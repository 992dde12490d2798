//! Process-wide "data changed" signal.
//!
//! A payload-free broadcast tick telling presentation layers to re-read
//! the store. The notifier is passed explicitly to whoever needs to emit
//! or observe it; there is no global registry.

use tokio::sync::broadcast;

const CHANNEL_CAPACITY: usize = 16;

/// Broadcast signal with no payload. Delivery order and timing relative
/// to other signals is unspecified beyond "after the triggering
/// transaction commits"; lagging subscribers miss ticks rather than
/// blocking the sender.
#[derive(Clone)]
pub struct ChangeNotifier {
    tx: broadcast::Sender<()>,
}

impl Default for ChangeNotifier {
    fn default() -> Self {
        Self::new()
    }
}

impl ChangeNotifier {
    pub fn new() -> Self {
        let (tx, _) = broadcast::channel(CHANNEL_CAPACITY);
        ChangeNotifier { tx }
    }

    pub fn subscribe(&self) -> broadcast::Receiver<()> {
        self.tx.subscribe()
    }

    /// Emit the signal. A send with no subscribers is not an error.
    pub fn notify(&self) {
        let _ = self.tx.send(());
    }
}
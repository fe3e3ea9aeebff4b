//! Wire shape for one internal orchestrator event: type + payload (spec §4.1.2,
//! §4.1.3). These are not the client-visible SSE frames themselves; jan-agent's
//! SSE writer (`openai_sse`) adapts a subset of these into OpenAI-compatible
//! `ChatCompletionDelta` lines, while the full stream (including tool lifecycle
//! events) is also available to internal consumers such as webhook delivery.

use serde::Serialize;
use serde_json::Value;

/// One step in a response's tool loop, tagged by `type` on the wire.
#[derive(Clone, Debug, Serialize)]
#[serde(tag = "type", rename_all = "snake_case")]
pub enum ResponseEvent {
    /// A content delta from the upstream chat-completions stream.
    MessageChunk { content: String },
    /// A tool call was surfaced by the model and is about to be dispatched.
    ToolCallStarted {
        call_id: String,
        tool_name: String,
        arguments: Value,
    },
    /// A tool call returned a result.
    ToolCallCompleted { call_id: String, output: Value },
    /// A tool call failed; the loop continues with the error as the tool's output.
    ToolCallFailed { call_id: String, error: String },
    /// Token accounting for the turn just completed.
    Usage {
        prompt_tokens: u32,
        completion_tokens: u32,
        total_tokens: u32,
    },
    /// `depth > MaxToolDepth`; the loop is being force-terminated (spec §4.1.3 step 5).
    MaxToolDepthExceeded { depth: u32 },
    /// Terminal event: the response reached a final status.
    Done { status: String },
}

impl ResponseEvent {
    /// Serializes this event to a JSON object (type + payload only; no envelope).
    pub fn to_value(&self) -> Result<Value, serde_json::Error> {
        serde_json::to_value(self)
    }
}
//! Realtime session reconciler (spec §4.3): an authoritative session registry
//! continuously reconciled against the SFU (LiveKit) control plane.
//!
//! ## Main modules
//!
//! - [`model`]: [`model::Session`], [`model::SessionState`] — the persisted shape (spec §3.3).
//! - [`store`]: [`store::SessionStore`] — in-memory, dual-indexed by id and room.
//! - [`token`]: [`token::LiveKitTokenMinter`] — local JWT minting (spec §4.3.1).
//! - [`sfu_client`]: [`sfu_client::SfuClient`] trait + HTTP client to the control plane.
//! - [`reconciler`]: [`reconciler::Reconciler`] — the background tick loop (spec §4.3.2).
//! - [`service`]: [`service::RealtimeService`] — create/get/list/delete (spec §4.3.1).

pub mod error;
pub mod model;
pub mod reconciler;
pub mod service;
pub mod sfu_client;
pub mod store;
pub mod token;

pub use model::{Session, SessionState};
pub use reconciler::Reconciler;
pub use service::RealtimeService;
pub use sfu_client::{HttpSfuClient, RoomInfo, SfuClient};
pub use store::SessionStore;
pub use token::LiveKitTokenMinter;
+ + + +
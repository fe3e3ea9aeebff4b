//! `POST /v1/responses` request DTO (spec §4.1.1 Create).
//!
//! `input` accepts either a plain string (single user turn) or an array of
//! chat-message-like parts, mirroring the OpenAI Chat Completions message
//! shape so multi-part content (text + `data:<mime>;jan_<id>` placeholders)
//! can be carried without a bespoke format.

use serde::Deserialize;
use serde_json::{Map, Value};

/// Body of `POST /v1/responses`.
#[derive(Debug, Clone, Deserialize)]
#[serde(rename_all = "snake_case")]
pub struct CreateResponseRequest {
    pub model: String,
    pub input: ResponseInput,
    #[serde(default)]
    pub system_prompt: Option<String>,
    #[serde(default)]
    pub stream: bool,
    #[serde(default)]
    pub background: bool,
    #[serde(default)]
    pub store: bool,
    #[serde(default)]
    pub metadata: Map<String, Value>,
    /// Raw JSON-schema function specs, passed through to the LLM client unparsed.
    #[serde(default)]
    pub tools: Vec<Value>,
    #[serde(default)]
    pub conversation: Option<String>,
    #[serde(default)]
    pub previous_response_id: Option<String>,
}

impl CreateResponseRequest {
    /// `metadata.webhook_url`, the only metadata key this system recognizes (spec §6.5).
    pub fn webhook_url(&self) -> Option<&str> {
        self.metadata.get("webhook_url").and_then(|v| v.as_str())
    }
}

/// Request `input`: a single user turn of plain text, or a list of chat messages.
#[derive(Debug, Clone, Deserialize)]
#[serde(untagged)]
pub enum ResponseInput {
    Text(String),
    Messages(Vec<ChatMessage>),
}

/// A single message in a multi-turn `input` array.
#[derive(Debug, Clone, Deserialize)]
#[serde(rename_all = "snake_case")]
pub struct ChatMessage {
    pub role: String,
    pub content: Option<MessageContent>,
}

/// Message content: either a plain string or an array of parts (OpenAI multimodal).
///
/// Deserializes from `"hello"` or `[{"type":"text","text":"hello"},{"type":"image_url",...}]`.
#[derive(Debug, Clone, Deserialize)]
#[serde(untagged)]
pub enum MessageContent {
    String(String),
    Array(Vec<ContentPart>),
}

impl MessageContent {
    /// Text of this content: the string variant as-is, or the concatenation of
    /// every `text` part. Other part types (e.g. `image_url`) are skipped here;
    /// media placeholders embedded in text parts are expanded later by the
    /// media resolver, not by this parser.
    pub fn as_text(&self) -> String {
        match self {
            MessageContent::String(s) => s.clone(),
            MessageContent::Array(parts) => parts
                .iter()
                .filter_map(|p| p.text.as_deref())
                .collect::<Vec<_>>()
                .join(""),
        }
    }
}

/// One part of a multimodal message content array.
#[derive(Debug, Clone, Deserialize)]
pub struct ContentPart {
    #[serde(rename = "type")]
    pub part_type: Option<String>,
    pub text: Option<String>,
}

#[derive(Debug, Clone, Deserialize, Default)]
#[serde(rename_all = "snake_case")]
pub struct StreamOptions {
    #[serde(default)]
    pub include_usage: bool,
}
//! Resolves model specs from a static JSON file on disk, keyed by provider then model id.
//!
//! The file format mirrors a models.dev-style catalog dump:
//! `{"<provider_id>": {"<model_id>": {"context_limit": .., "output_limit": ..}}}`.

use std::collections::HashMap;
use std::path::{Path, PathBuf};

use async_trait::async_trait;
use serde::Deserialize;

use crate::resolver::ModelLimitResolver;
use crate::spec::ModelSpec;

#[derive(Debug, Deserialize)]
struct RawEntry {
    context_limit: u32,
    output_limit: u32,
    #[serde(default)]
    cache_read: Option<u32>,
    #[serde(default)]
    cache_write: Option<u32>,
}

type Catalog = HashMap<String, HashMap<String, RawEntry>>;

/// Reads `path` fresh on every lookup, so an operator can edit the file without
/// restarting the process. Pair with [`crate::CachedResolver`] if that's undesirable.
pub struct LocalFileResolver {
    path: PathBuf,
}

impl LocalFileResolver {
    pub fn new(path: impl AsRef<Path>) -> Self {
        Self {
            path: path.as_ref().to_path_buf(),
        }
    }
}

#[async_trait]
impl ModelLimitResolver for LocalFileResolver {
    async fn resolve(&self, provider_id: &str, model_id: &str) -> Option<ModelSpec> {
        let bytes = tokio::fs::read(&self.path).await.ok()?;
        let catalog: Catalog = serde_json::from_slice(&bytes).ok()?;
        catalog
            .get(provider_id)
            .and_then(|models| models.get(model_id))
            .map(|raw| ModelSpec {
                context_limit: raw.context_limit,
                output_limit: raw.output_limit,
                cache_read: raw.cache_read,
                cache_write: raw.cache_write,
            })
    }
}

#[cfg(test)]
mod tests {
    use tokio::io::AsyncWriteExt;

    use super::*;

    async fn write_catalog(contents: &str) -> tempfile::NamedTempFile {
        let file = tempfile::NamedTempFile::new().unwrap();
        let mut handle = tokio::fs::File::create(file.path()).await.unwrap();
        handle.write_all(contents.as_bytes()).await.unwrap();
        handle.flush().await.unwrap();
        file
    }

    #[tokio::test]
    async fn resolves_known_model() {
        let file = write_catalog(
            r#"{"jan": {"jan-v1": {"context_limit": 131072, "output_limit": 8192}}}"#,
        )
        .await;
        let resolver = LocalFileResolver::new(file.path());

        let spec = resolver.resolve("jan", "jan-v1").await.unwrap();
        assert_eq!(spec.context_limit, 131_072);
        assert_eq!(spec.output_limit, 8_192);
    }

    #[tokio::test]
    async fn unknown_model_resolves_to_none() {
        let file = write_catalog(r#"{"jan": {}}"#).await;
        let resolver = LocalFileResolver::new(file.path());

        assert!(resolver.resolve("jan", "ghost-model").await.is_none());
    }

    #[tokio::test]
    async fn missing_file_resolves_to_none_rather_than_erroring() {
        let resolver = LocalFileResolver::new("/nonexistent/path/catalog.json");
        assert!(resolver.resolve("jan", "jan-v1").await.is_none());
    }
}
+ + + +
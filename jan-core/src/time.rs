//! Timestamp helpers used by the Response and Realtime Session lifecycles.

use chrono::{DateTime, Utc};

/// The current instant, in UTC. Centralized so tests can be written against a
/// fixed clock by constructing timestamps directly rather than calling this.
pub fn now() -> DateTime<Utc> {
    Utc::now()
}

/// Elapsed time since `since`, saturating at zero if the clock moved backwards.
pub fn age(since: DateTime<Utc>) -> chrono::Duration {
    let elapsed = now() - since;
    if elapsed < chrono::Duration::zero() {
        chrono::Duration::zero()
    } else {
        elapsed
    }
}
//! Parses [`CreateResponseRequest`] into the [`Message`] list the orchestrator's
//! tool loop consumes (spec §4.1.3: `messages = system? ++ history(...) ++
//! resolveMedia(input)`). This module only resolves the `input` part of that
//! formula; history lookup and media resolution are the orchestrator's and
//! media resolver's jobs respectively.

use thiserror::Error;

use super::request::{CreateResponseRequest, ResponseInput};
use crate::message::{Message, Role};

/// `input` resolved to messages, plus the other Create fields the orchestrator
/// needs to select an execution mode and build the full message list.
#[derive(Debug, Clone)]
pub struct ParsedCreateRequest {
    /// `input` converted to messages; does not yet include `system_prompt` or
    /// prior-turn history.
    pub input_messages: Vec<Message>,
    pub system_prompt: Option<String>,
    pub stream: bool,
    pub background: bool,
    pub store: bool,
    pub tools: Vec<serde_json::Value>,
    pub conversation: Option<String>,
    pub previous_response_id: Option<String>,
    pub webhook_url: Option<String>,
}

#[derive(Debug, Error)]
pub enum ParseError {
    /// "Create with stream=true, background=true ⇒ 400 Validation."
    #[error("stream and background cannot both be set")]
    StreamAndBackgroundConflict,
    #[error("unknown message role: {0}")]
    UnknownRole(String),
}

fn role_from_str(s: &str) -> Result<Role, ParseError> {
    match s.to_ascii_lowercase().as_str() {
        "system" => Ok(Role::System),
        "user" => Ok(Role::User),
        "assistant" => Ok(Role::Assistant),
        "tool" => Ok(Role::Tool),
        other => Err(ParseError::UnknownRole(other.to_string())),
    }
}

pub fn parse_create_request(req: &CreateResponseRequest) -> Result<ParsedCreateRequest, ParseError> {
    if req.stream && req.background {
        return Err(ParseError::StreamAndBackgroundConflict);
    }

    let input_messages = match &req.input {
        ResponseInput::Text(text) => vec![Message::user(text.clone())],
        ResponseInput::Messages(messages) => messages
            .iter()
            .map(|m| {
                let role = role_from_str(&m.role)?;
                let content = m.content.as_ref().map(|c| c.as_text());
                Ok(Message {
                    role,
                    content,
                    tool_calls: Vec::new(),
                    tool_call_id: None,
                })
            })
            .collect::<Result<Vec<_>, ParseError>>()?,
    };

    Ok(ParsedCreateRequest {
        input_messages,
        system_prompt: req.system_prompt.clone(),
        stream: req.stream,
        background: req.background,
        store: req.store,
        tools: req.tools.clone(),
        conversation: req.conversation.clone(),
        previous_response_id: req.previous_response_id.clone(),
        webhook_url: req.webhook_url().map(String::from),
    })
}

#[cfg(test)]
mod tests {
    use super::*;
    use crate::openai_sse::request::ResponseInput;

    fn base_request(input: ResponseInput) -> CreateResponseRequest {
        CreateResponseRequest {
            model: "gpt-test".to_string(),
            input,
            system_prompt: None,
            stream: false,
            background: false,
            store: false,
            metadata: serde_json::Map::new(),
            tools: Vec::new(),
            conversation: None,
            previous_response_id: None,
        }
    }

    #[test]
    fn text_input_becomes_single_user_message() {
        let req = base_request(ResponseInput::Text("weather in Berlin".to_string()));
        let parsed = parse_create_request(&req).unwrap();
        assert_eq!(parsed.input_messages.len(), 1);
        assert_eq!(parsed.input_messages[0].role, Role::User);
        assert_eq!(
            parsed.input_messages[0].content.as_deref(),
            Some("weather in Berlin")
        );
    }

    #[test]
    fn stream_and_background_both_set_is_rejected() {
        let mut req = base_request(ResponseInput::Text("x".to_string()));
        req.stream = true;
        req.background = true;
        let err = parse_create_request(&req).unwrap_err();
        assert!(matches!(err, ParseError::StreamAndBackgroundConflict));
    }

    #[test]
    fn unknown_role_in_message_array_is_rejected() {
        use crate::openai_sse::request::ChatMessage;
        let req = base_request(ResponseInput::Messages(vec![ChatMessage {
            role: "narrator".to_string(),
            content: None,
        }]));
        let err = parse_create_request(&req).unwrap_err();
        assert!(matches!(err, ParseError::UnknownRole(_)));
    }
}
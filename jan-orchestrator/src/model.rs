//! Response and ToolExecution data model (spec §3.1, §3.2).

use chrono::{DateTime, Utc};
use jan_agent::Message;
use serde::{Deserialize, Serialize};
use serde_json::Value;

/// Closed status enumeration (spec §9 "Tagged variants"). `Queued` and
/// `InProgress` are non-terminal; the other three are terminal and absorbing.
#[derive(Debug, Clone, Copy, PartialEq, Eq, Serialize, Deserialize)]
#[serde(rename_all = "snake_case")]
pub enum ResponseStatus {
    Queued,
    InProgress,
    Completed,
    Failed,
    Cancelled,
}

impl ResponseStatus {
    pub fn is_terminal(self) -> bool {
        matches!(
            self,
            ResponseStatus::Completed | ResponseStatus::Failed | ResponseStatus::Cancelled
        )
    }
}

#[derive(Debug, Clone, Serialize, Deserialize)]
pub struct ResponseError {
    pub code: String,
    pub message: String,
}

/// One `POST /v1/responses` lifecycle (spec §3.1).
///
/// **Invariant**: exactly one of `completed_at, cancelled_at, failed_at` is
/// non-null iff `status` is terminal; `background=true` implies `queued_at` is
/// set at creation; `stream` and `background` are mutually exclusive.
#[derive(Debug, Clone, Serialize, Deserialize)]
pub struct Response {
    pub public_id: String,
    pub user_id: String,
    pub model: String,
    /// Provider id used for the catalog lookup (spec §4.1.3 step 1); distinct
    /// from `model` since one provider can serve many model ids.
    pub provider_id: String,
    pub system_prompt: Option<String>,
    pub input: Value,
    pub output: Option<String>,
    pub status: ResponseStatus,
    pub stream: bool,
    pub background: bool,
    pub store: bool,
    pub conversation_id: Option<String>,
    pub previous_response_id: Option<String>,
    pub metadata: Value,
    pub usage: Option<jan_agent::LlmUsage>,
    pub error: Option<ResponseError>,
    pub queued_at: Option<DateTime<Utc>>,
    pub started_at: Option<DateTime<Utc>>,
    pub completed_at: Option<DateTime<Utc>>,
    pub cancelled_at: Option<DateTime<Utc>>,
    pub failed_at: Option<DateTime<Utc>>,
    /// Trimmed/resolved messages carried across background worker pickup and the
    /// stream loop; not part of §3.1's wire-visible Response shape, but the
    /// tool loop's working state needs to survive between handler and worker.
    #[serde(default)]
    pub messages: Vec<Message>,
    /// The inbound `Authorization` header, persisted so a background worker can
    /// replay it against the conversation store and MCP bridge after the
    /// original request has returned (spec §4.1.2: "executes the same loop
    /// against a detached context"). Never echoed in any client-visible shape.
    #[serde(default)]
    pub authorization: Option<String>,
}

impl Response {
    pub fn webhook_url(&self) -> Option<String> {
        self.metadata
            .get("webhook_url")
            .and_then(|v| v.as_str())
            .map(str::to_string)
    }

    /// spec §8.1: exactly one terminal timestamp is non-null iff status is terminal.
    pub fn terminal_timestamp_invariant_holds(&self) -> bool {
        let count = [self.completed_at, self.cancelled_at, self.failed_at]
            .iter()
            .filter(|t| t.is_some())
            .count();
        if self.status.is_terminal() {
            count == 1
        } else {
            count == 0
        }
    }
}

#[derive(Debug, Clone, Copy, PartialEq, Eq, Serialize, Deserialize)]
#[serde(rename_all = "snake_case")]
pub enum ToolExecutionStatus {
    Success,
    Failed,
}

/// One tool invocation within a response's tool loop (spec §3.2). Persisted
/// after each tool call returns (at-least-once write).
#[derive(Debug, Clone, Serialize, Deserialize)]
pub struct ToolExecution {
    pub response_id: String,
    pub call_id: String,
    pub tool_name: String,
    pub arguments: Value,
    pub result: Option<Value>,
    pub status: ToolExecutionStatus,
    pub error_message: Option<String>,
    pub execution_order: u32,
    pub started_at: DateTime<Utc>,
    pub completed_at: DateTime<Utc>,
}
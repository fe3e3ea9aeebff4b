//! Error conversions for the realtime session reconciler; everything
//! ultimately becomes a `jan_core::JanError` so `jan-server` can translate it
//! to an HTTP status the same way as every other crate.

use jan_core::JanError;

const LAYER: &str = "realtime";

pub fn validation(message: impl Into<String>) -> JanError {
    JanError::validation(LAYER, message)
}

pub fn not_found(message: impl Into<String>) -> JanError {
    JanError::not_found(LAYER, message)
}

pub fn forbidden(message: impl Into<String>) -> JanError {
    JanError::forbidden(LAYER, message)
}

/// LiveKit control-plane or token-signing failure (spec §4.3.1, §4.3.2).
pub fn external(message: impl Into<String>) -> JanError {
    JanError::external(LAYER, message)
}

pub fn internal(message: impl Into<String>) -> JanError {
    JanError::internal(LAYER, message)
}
+ + + +
Work through the entries above line by line, counting each one that includes the word "placeholders", and give the final number only.

2